Task goal => In the data below, how many lines contain the string "InProcessHub"? Reply with the number only.

Data extracted from a collection =>
§

//! In-process hub backed by a mutex-guarded registry.
//!
//! Registrations in one process are invisible to another; a deployment with
//! more than one instance needs a shared pub/sub behind the [`Hub`] trait.

use std::collections::HashMap;
use std::sync::{Mutex, MutexGuard, PoisonError};

use cerca_core::models::event::HubEvent;
use chrono::{DateTime, Utc};
use tokio::sync::mpsc;
use uuid::Uuid;

use crate::Hub;

/// Opaque identity of one live channel.
#[derive(Debug, Clone, Copy, PartialEq, Eq, Hash)]
pub struct ChannelHandle {
    pub user_id: Uuid,
    pub channel_id: Uuid,
}

/// Returned by [`Hub::register`]. The transport drains `receiver` and calls
/// [`Hub::unregister`] with `handle` once the connection drops.
#[derive(Debug)]
pub struct Registration {
    pub handle: ChannelHandle,
    pub receiver: mpsc::UnboundedReceiver<HubEvent>,
}

#[derive(Debug)]
struct LiveConnection {
    sender: mpsc::UnboundedSender<HubEvent>,
    created_at: DateTime<Utc>,
}

type Registry = HashMap<Uuid, HashMap<Uuid, LiveConnection>>;

#[derive(Debug, Default)]
pub struct InProcessHub {
    connections: Mutex<Registry>,
}

impl InProcessHub {
    pub fn new() -> Self {
        Self::default()
    }

    // A panic while holding the lock cannot leave the map half-updated,
    // so a poisoned registry is still usable.
    fn lock(&self) -> MutexGuard<'_, Registry> {
        self.connections
            .lock()
            .unwrap_or_else(PoisonError::into_inner)
    }

    /// Creation time of a live channel, if it is still registered.
    pub fn connected_since(&self, handle: &ChannelHandle) -> Option<DateTime<Utc>> {
        self.lock()
            .get(&handle.user_id)
            .and_then(|channels| channels.get(&handle.channel_id))
            .map(|conn| conn.created_at)
    }
}

impl Hub for InProcessHub {
    fn register(&self, user_id: Uuid) -> Registration {
        let (sender, receiver) = mpsc::unbounded_channel();
        let handle = ChannelHandle {
            user_id,
            channel_id: Uuid::new_v4(),
        };

        let mut registry = self.lock();
        let channels = registry.entry(user_id).or_default();
        channels.insert(
            handle.channel_id,
            LiveConnection {
                sender,
                created_at: Utc::now(),
            },
        );
        tracing::debug!(%user_id, channels = channels.len(), "channel registered");

        Registration { handle, receiver }
    }

    fn unregister(&self, handle: &ChannelHandle) {
        let mut registry = self.lock();
        let Some(channels) = registry.get_mut(&handle.user_id) else {
            return;
        };
        if channels.remove(&handle.channel_id).is_some() {
            tracing::debug!(
                user_id = %handle.user_id,
                channels = channels.len(),
                "channel unregistered"
            );
        }
        if channels.is_empty() {
            registry.remove(&handle.user_id);
        }
    }

    fn push(&self, user_id: Uuid, event: HubEvent) -> usize {
        let mut registry = self.lock();
        let Some(channels) = registry.get_mut(&user_id) else {
            tracing::trace!(%user_id, event_type = %event.event_type, "no live channel, dropped");
            return 0;
        };

        let mut delivered = 0;
        channels.retain(|_, conn| match conn.sender.send(event.clone()) {
            Ok(()) => {
                delivered += 1;
                true
            }
            // Receiver dropped without unregistering.
            Err(_) => false,
        });

        tracing::debug!(
            %user_id,
            event_type = %event.event_type,
            delivered,
            "event pushed"
        );

        if channels.is_empty() {
            registry.remove(&user_id);
        }
        delivered
    }

    fn connection_count(&self, user_id: Uuid) -> usize {
        self.lock().get(&user_id).map_or(0, HashMap::len)
    }
}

§

Task result => 3